[xxxmadraxxx]

Of course, the conspiracy theorist might say that it's a bit too convenient to suppose the hitherto extremely clever criminals helpfully and stupidly copied their private keys across to computers controlled by 'the feds'. A bit like those supposedly 'random' police stopping of vehicles which turn out to be full of drugs or explosives.

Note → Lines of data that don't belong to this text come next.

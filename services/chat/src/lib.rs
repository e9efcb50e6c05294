pub mod config;
pub mod console;
pub mod orchestrator;
pub mod provider;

Maybe public/private key pairs aren't as secure as we've been lead to believe.

[sillysaurus3]

RSA-2048 is fundamentally broken, only they know about the flaw, and rather than exploit that advantage in any of the innumerable ways it could be advantageous, they decided to make a web service?

[MasterScrat]

Or maybe they got their hands on the keys some other way they're not willing to disclose.

[enneff]

It is likely that they were able to compromise the bad guys' systems and steal the private keys, which in itself is against the law.

[obitoo]

Technically yes, but in practice only if the bad guys file charges and/or assist the authorities with evidence, ie their machines.

[a2tech]

Or maybe FoxIT was behind cryptolocker all along and once the ransom money stopped pouring in they released their database to look like good guys..tinfoil hat

[runeks]

That would be interesting. Especially the discussion of whether this is morally acceptable (ie. doing illegal things to obtain the private keys from the malware designers).